Following is the code that allows me reach till the middle image.
import cv2
import numpy as np
img_file = 'C:/Users/box.jpg'
img = cv2.imread(img_file, cv2.IMREAD_COLOR)
img = cv2.blur(img, (5, 5))
hsv = cv2.cvtColor(img, cv2.COLOR_BGR2HSV)
h, s, v = cv2.split(hsv)
thresh0 = cv2.adaptiveThreshold(s, 255, cv2.ADAPTIVE_THRESH_GAUSSIAN_C, cv2.THRESH_BINARY_INV, 11, 2)
thresh1 = cv2.adaptiveThreshold(v, 255, cv2.ADAPTIVE_THRESH_GAUSSIAN_C, cv2.THRESH_BINARY_INV, 11, 2)
thresh2 = cv2.adaptiveThreshold(v, 255, cv2.ADAPTIVE_THRESH_GAUSSIAN_C, cv2.THRESH_BINARY_INV, 11, 2)

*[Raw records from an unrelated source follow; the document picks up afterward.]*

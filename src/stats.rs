use chrono::NaiveDate;
use crate::types::*;

/// Every finished session is worth at least this much.
pub const BASE_SESSION_POINTS: u32 = 10;
pub const POINTS_PER_KATA_REP: u32 = 5;

/// Points for one session: base + one per ten punches + one per ten kicks
/// + five per kata repetition + each technique's own value per rep.
pub fn session_points(punches: u32, kicks: u32, katas: &[KataRep], techniques: &[TechniqueCount]) -> u32 {
    let kata_points: u32 = katas.iter().map(|k| k.repetitions * POINTS_PER_KATA_REP).sum();
    let technique_points: u32 = techniques.iter().map(|t| t.count * t.points).sum();
    BASE_SESSION_POINTS + punches / 10 + kicks / 10 + kata_points + technique_points
}

pub fn kata_reps(katas: &[KataRep]) -> u32 {
    katas.iter().map(|k| k.repetitions).sum()
}

pub fn technique_reps(techniques: &[TechniqueCount]) -> u32 {
    techniques.iter().map(|t| t.count).sum()
}

/// Local streak estimate used when the backend's value is unavailable.
pub fn advance_streak(streak: &Streak, today: NaiveDate) -> Streak {
    let current = match streak.last_practice {
        Some(last) if last == today => streak.current.max(1),
        Some(last) if last.succ_opt() == Some(today) => streak.current + 1,
        _ => 1,
    };
    Streak {
        current,
        best: streak.best.max(current),
        last_practice: Some(today),
    }
}

impl PracticeTotals {
    pub fn add(&mut self, summary: &SessionSummary) {
        self.sessions += 1;
        self.punches += summary.punches;
        self.kicks += summary.kicks;
        self.kata_reps += summary.kata_reps;
        self.technique_reps += summary.technique_reps;
        self.points += summary.points_earned;
        self.practice_secs += summary.duration_secs;
    }

    pub fn average_points(&self) -> u32 {
        if self.sessions == 0 { 0 } else { self.points / self.sessions }
    }
}

/// Mastery bucket shown on kata cards. The percentage itself comes from the backend.
#[derive(Clone, Copy, Debug, PartialEq, Eq)]
pub enum MasteryLevel {
    NotStarted,
    Learning,
    Practicing,
    Mastered,
}

impl MasteryLevel {
    pub fn from_percentage(pct: f64) -> Self {
        if pct <= 0.0 {
            MasteryLevel::NotStarted
        } else if pct < 40.0 {
            MasteryLevel::Learning
        } else if pct < 90.0 {
            MasteryLevel::Practicing
        } else {
            MasteryLevel::Mastered
        }
    }

    pub fn label(&self) -> &'static str {
        match self {
            MasteryLevel::NotStarted => "Not started",
            MasteryLevel::Learning => "Learning",
            MasteryLevel::Practicing => "Practicing",
            MasteryLevel::Mastered => "Mastered",
        }
    }
}

#[cfg(test)]
mod tests {
    use super::*;

    fn kata(reps: u32) -> KataRep {
        KataRep { kata_id: 2, name: "Heian Shodan".into(), repetitions: reps }
    }

    fn date(s: &str) -> NaiveDate {
        NaiveDate::parse_from_str(s, "%Y-%m-%d").unwrap()
    }

    #[test]
    fn empty_session_earns_base_points() {
        assert_eq!(session_points(0, 0, &[], &[]), 10);
    }

    #[test]
    fn points_follow_formula() {
        assert_eq!(session_points(50, 30, &[kata(3)], &[]), 33);
        let techniques = vec![TechniqueCount { name: "Mae Geri".into(), count: 4, points: 2 }];
        assert_eq!(session_points(9, 19, &[], &techniques), 10 + 0 + 1 + 8);
    }

    #[test]
    fn points_grow_with_activity() {
        let mut last = session_points(0, 0, &[], &[]);
        for punches in (10..100).step_by(10) {
            let p = session_points(punches, 0, &[], &[]);
            assert!(p > last);
            last = p;
        }
    }

    #[test]
    fn streak_same_day_is_unchanged() {
        let s = Streak { current: 3, best: 5, last_practice: Some(date("2024-03-10")) };
        let next = advance_streak(&s, date("2024-03-10"));
        assert_eq!(next.current, 3);
        assert_eq!(next.best, 5);
    }

    #[test]
    fn streak_next_day_increments() {
        let s = Streak { current: 5, best: 5, last_practice: Some(date("2024-02-29")) };
        let next = advance_streak(&s, date("2024-03-01"));
        assert_eq!(next.current, 6);
        assert_eq!(next.best, 6);
    }

    #[test]
    fn streak_gap_resets_to_one() {
        let s = Streak { current: 4, best: 7, last_practice: Some(date("2024-03-01")) };
        let next = advance_streak(&s, date("2024-03-05"));
        assert_eq!(next.current, 1);
        assert_eq!(next.best, 7);
        assert_eq!(advance_streak(&Streak::default(), date("2024-03-05")).current, 1);
    }

    #[test]
    fn mastery_buckets() {
        assert_eq!(MasteryLevel::from_percentage(0.0), MasteryLevel::NotStarted);
        assert_eq!(MasteryLevel::from_percentage(39.9), MasteryLevel::Learning);
        assert_eq!(MasteryLevel::from_percentage(90.0), MasteryLevel::Mastered);
    }
}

thresh = cv2.bitwise_or(thresh0, thresh1)
cv2.imshow('Image-thresh0', thresh0)
cv2.waitKey(0)
cv2.imshow('Image-thresh1', thresh1)
cv2.waitKey(0)
cv2.imshow('Image-thresh2', thresh2)
cv2.waitKey(0)
Is there any method in opencv that can do it for me. I tried dilation cv2.dilate()
and erosion cv2.erode()
but it doesn't work in my cases.Or if not then what could be alternative ways of doing it ?
Thanks
Canny version of the image ... On the left with low threshold and on the right with high threshold
Upvotes: 26
Views: 59727
Reputation: 1139
always try image segmentation models if feasible to your project, robust models will work better on a wider domain than any thresholding technique.
for example Rembg , try online on a Huggingface space
here are the results:
almost similar to other answers but with another approach.
cv2.bilateralFilter
which is similar to photoshop's surface blur, read moreim = cv2.imread('1.png')
blur = cv2.bilateralFilter(im,21,75,75)
from skimage.filters import sobel
gray = cv2.cvtColor(blur,cv2.COLOR_BGR2GRAY)
mm = sobel(gray)
mm = ((mm/mm.max())*255).astype('uint8')
from skimage.filters import threshold_sauvola
mm2 = np.invert(mm)
thresh_sauvola = threshold_sauvola(mm2, window_size=51)
th = mm2 < thresh_sauvola
def fill_hole(input_mask):
h, w = input_mask.shape
canvas = np.zeros((h + 2, w + 2), np.uint8)
canvas[1:h + 1, 1:w + 1] = input_mask.copy()
mask = np.zeros((h + 4, w + 4), np.uint8)
cv2.floodFill(canvas, mask, (0, 0), 1)
canvas = canvas[1:h + 1, 1:w + 1].astype(np.bool)
return ~canvas | input_mask
kernel = cv2.getStructuringElement(cv2.MORPH_RECT, (2,2))
th2 =cv2.morphologyEx((th*255).astype('uint8'), cv2.MORPH_DILATE, kernel)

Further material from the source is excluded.